# [Exercise brief]
Whenever "into" appears in a line, please copy that line from the data.

(Material for this exercise)

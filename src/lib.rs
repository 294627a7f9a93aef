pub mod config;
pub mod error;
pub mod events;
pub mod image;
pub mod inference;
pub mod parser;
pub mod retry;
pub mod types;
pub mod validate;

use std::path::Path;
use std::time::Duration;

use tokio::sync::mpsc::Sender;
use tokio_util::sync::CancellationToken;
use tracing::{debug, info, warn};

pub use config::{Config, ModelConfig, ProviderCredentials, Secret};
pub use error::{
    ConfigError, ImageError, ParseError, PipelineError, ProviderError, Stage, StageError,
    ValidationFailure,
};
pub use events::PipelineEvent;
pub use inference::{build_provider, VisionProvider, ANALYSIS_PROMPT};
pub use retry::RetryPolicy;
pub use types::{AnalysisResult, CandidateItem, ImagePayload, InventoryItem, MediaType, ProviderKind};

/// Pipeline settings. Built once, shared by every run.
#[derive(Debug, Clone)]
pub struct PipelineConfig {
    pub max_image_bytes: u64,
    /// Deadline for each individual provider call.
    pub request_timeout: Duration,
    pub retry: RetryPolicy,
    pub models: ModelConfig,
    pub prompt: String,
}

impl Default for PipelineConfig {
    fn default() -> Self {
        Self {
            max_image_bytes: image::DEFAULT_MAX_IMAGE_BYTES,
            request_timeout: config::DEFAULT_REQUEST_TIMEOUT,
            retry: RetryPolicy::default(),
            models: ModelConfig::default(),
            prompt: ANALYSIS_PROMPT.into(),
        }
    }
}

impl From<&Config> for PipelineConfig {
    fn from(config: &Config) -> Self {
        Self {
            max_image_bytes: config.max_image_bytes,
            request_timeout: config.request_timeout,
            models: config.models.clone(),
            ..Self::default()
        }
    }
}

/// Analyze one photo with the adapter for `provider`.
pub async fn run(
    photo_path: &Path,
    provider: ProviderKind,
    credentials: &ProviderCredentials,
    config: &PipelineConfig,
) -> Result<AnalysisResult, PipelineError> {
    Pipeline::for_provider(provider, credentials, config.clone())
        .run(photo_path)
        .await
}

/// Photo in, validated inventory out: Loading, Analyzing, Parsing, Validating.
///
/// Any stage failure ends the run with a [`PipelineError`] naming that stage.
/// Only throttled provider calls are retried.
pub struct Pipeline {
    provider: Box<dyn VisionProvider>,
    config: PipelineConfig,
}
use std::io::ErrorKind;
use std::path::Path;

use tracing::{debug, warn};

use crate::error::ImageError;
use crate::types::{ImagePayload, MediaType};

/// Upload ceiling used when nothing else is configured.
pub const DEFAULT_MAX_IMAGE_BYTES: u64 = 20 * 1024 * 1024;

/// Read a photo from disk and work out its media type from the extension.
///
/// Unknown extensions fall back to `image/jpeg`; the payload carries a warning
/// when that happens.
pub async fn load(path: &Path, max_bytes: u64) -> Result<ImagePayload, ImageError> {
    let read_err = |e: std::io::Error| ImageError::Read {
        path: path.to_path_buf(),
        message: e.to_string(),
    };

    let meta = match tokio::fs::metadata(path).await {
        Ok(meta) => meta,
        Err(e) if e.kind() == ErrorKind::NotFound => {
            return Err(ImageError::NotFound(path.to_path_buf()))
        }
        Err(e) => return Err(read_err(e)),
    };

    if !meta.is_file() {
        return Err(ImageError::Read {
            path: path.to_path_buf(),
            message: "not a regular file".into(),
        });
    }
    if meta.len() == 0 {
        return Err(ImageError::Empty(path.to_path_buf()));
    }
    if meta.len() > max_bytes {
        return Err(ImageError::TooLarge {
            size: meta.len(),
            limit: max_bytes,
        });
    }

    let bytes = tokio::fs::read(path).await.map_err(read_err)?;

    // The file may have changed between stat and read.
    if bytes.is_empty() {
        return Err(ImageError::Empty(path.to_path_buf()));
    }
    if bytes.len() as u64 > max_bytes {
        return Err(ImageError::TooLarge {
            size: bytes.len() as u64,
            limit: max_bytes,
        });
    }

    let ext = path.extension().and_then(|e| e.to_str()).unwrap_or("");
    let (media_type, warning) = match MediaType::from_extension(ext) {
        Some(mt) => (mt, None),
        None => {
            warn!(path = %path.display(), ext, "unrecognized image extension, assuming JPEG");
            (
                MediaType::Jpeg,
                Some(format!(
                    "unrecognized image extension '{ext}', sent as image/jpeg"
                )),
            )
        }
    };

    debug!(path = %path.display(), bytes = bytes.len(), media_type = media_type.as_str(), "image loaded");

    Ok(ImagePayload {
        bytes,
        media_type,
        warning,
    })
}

(End Material for this exercise)

# [Exercise output]
            prompt: ANALYSIS_PROMPT.into(),
            message: "not a regular file".into(),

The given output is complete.